# Got mine today



## coley (Oct 2, 2006)

Hi,

Got mine this morning, i'll try and post some pics later today. How do u do it on this forum??

Very happy with the performance, better than expected.


----------



## YELLOW_TT (Feb 25, 2004)

Congrats do a search as to adding pics it has been asked lots of times


----------



## ahaydock (Sep 19, 2006)

Look forward to the pics...


----------



## Paralias (Oct 2, 2006)

Congratulations!!









Waiting for the pics...


----------



## sandhua1978 (Sep 11, 2006)

Here you go Coley.

http://www.********.co.uk/ttforumbbs/vi ... hp?t=43328

And can use http://img141.imageshack.us/ to host the pictures...

Did you get your RS4s Fitted already??


----------



## coley (Oct 2, 2006)

yes, got the RS4 wheels fitted. went straight down from Audi. I'll try and get before and after photos posted once i work out how to do it


----------



## coley (Oct 2, 2006)

The traction light seems to be coming on alot! Is this normal in damp conditions :?:


----------



## sandhua1978 (Sep 11, 2006)

Thats the problem with FWD versus Quattro!

Especially when you throw a Turbo in the mix!


----------



## sandhua1978 (Sep 11, 2006)

sandhua1978 said:


> Here you go Coley.
> 
> http://www.********.co.uk/ttforumbbs/vi ... hp?t=43328
> 
> ...


Use Image Shack to load the pictures upto from your PC. Then follow the other link on how to add to the pictures to your post!


----------



## Bryn (Feb 12, 2004)

Nice one Coley, congratulations - look forward to the pics


----------



## b2hut (Oct 8, 2006)

Congrats with car,are those wheels factory fitted or dealer as no one mentioned that option to me when I ordered my car

b2hut


----------



## sandhua1978 (Sep 11, 2006)

No they are reps... The same as i'm getting...

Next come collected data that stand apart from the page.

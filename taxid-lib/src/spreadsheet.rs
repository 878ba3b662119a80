use anyhow::Result;
use calamine::{Data, Reader, Xlsx, open_workbook};
use rust_xlsxwriter::Workbook;
use serde_json::{Map, Value, json};
use std::collections::HashMap;
use thiserror::Error;

use crate::batch::{RawRecord, Record};
use crate::utils::normalize_header;

/// Name given to columns whose header cell is empty
pub const EMPTY_HEADER: &str = "__EMPTY";

#[derive(Error, Debug)]
pub enum SpreadsheetError {
    #[error("Could not open workbook '{path}': {source}")]
    Open {
        path: String,
        #[source]
        source: calamine::XlsxError,
    },

    #[error("Workbook '{path}' has no sheets")]
    NoSheets { path: String },

    #[error("Error reading sheet '{sheet}': {message}")]
    SheetRead { sheet: String, message: String },

    #[error("There are no records to write to '{path}'")]
    NothingToWrite { path: String },

    #[error("Too many columns to write: {count}")]
    TooManyColumns { count: usize },

    #[error("Could not write workbook '{path}': {source}")]
    Write {
        path: String,
        #[source]
        source: rust_xlsxwriter::XlsxError,
    },
}

/// Headers and records of one worksheet.
#[derive(Debug, Clone)]
pub struct Sheet {
    pub name: String,
    headers: Vec<String>,
    records: Vec<RawRecord>,
}

impl Sheet {
    pub fn headers(&self) -> &[String] {
        &self.headers
    }

    pub fn records(&self) -> &[RawRecord] {
        &self.records
    }

    pub fn has_column(&self, column: &str) -> bool {
        self.headers.iter().any(|header| header == column)
    }
}

pub struct SheetReader {
    path: String,
    sheet_name: Option<String>,
}

impl SheetReader {
    /// Create a reader for the workbook at `path`. The first sheet is read
    /// unless a sheet name is given.
    pub fn new(path: &str) -> Self {
        SheetReader {
            path: path.to_string(),
            sheet_name: None,
        }
    }

    pub fn sheet_name(mut self, sheet_name: Option<&str>) -> Self {
        self.sheet_name = sheet_name.map(str::to_string);
        self
    }

    /// Read the sheet into records.
    ///
    /// The first row holds the headers; unnamed and repeated headers get
    /// unique names (see [`unique_headers`]). Rows where every cell is empty
    /// are skipped, and empty cells are left out of their record. A cell
    /// holding only whitespace is a value, not an empty cell.
    pub fn read(self) -> Result<Sheet, SpreadsheetError> {
        let mut workbook: Xlsx<_> =
            open_workbook(&self.path).map_err(|source| SpreadsheetError::Open {
                path: self.path.clone(),
                source,
            })?;

        let sheet_name = match self.sheet_name {
            Some(name) => name,
            None => workbook
                .sheet_names()
                .first()
                .cloned()
                .ok_or_else(|| SpreadsheetError::NoSheets {
                    path: self.path.clone(),
                })?,
        };

        let range =
            workbook
                .worksheet_range(&sheet_name)
                .map_err(|e| SpreadsheetError::SheetRead {
                    sheet: sheet_name.clone(),
                    message: e.to_string(),
                })?;

        let mut headers: Vec<String> = Vec::new();
        let mut records: Vec<RawRecord> = Vec::new();

        for (row_index, row) in range.rows().enumerate() {
            if row_index == 0 {
                let raw_headers: Vec<String> = row
                    .iter()
                    .map(|cell| normalize_header(&cell.to_string()))
                    .collect();
                headers = unique_headers(&raw_headers);

                continue;
            }

            let is_empty_row = row.iter().all(is_empty_cell);
            if is_empty_row {
                continue;
            }

            let mut fields = Map::new();
            for (header, cell) in headers.iter().zip(row.iter()) {
                if is_empty_cell(cell) {
                    continue;
                }
                fields.insert(header.clone(), cell_to_json(cell));
            }

            records.push(RawRecord::new(range_row_number(&range, row_index), fields));
        }

        Ok(Sheet {
            name: sheet_name,
            headers,
            records,
        })
    }
}

/// Write `records` to a new workbook with a single sheet.
///
/// The header row is the union of the records' columns in order of first
/// appearance; cells a record does not have are left empty.
pub fn write_records<R: Record>(
    path: &str,
    sheet_name: &str,
    records: &[R],
) -> Result<(), SpreadsheetError> {
    if records.is_empty() {
        return Err(SpreadsheetError::NothingToWrite {
            path: path.to_string(),
        });
    }

    let write_error = |source: rust_xlsxwriter::XlsxError| SpreadsheetError::Write {
        path: path.to_string(),
        source,
    };

    let headers = collect_headers(records);
    if headers.len() > usize::from(u16::MAX) {
        return Err(SpreadsheetError::TooManyColumns {
            count: headers.len(),
        });
    }

    let mut workbook = Workbook::new();
    let worksheet = workbook.add_worksheet();
    worksheet.set_name(sheet_name).map_err(write_error)?;

    for (col, header) in headers.iter().enumerate() {
        worksheet
            .write_string(0, col as u16, header)
            .map_err(write_error)?;
    }

    for (index, record) in records.iter().enumerate() {
        let row = (index + 1) as u32;
        for (col, header) in headers.iter().enumerate() {
            let col = col as u16;
            match record.field(header) {
                None | Some(Value::Null) => {}
                Some(Value::String(s)) => {
                    worksheet.write_string(row, col, s).map_err(write_error)?;
                }
                Some(Value::Bool(b)) => {
                    worksheet.write_boolean(row, col, *b).map_err(write_error)?;
                }
                Some(Value::Number(n)) => match n.as_f64() {
                    Some(f) => {
                        worksheet.write_number(row, col, f).map_err(write_error)?;
                    }
                    None => {
                        worksheet
                            .write_string(row, col, n.to_string())
                            .map_err(write_error)?;
                    }
                },
                Some(other) => {
                    worksheet
                        .write_string(row, col, other.to_string())
                        .map_err(write_error)?;
                }
            }
        }
    }

    workbook.save(path).map_err(write_error)?;

    Ok(())
}

/// Write the invalid records to `path` in a sheet named "Clientes Inválidos".
pub fn write_invalid_records<R: Record>(
    path: &str,
    records: &[R],
) -> Result<(), SpreadsheetError> {
    write_records(path, crate::INVALID_SHEET_NAME, records)
}

/// Export records to CSV with the same header layout as the workbook export
pub fn export_to_csv<R: Record>(csv_path: &str, records: &[R]) -> Result<()> {
    // Quote fields only when necessary (e.g., when they contain commas)
    let mut wtr = csv::WriterBuilder::new()
        .quote_style(csv::QuoteStyle::Necessary)
        .from_path(csv_path)?;

    let headers = collect_headers(records);
    wtr.write_record(&headers)?;

    for record in records {
        let csv_record: Vec<String> = headers
            .iter()
            .map(|header| match record.field(header) {
                Some(Value::String(s)) => s.clone(),
                Some(Value::Null) | None => String::new(),
                Some(other) => other.to_string(),
            })
            .collect();

        wtr.write_record(&csv_record)?;
    }

    wtr.flush()?;

    Ok(())
}

fn collect_headers<R: Record>(records: &[R]) -> Vec<String> {
    let mut headers: Vec<String> = Vec::new();
    for record in records {
        for (column, _) in record.cells() {
            if !headers.iter().any(|h| h == column) {
                headers.push(column.to_string());
            }
        }
    }
    headers
}

/// 1-based row number in the sheet, accounting for ranges that do not
/// start at the first row
fn range_row_number(range: &calamine::Range<Data>, row_index: usize) -> usize {
    let start_row = range.start().map(|(row, _)| row as usize).unwrap_or(0);
    start_row + row_index + 1
}

fn is_empty_cell(cell: &Data) -> bool {
    matches!(cell, Data::Empty)
}

/// Give every column a distinct name.
///
/// An empty header becomes `__EMPTY`. A repeated header gets the first free
/// `_1`, `_2`, ... suffix, so `Nome, Nome, Nome` reads as `Nome, Nome_1, Nome_2`
/// and two unnamed columns read as `__EMPTY, __EMPTY_1`.
pub fn unique_headers(raw_headers: &[String]) -> Vec<String> {
    let mut counters: HashMap<String, usize> = HashMap::new();
    let mut headers = Vec::with_capacity(raw_headers.len());

    for raw in raw_headers {
        let base = if raw.is_empty() {
            EMPTY_HEADER.to_string()
        } else {
            raw.clone()
        };

        let mut counter = counters.get(&base).copied().unwrap_or(0);
        if counter == 0 {
            counters.insert(base.clone(), 1);
            headers.push(base);
            continue;
        }

        let mut candidate = format!("{base}_{counter}");
        counter += 1;
        while counters.contains_key(&candidate) {
            candidate = format!("{base}_{counter}");
            counter += 1;
        }
        counters.insert(base, counter);
        counters.insert(candidate.clone(), 1);
        headers.push(candidate);
    }

    headers
}

/// Convert a cell to a JSON value. Integral floats become integers so a
/// document typed as a number keeps its digits; dates become ISO-8601 text.
fn cell_to_json(cell: &Data) -> Value {
    match cell {
        Data::Empty => Value::Null,
        Data::Error(e) => Value::String(e.to_string()),
        Data::String(s) => Value::String(s.clone()),
        Data::Float(f) => convert_float(*f),
        Data::Int(i) => json!(*i),
        Data::Bool(b) => Value::Bool(*b),
        Data::DateTime(dt) => match excel_datetime_to_chrono(dt) {
            Some(datetime) => Value::String(datetime.format("%Y-%m-%dT%H:%M:%S").to_string()),
            None => convert_float(dt.as_f64()),
        },
        Data::DateTimeIso(s) | Data::DurationIso(s) => Value::String(s.clone()),
    }
}

fn convert_float(f: f64) -> Value {
    if f.is_nan() || f.is_infinite() {
        return Value::Null;
    }

    // Check if it's actually an integer (with tolerance for floating point precision)
    if (f.fract().abs() < f64::EPSILON) && f >= i64::MIN as f64 && f <= i64::MAX as f64 {
        json!(f as i64)
    } else {
        json!(f)
    }
}

fn excel_datetime_to_chrono(dt: &calamine::ExcelDateTime) -> Option<chrono::NaiveDateTime> {
    use chrono::{Duration, NaiveDate};
    let excel_base = NaiveDate::from_ymd_opt(1899, 12, 30)?.and_hms_opt(0, 0, 0)?;
    let value = dt.as_f64();
    let days = value as i64;
    let seconds = ((value - days as f64) * 86400.0).round() as i64;
    excel_base
        .checked_add_signed(Duration::try_days(days)?)?
        .checked_add_signed(Duration::try_seconds(seconds)?)
}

RS4 from Dealer will be available, but not till sometime next year.... And double the price..


----------



## Mysterio (Jan 20, 2006)

Congrats and welcome to the club lol

Looking forward to your pics bud


----------



## Dotti (Mar 9, 2003)

Congratulations Coley and happy driving 8)


----------



## sandhua1978 (Sep 11, 2006)

Come on Coley....

Where's the pics??? :?


----------



## coley (Oct 2, 2006)

i have taken pics but with my mobile phone as i forgot my camera when picking up the car, when i have loaded the pics from my phone onto my pc not the best quality 

Been out today obviously driving the car and the weather has not been the best and now not the cleanest when i got home.

So, i'm going to give the car a good clean tomorrow morning then take some pics with my camera and then post as promised.

I want the car at its best 

I had an Hi power RX8 previously. The TT feels alot quicker, but the RX was a high revving engine and not much torque, the figures indicate they should be similar.

i did have my reservations about the red leather but must admit it makes the interior feel more special.


----------



## Karcsi (Mar 6, 2003)

coley said:


> i have taken pics but with my mobile phone as i forgot my camera when picking up the car, when i have loaded the pics from my phone onto my pc not the best quality
> 
> Been out today obviously driving the car and the weather has not been the best and now not the cleanest when i got home.
> 
> ...


My God! Did you not read the sales contract?! You not allowed to get it dirty! :roll:

Well done mate. Glad you're enjoying it.


----------



## sandhua1978 (Sep 11, 2006)

Cool. Let you off then!

Thats the worse part about this time of the year! Car get very dirty.... very quickly!!


----------



## Dotti (Mar 9, 2003)

Red leather too! Guaranteed to make you feel not just special but PIMPY [smiley=whip.gif]  :wink:


----------



## coley (Oct 2, 2006)

Here's the pics at last, hope it works 

[


----------



## coley (Oct 2, 2006)

here's another

[


----------



## coley (Oct 2, 2006)

and another 

[


----------



## Bryn (Feb 12, 2004)

Oh yes, looks well smart Coley gongrats - just one thing though, you've gotta get rid of that orrible dealer tax disk holder thingy :? 
Mine went staight in the bin this morning and now i've got Magnetic Ride and a magnetic tax disk holder


----------



## coley (Oct 2, 2006)

yes, will be changing asap for a alloy one


----------



## ChrisB72 (Feb 1, 2005)

Nice looking motor 

What's the ride like now you've got 19's on it compared to the 17's. Was whell spin worse before or much the same?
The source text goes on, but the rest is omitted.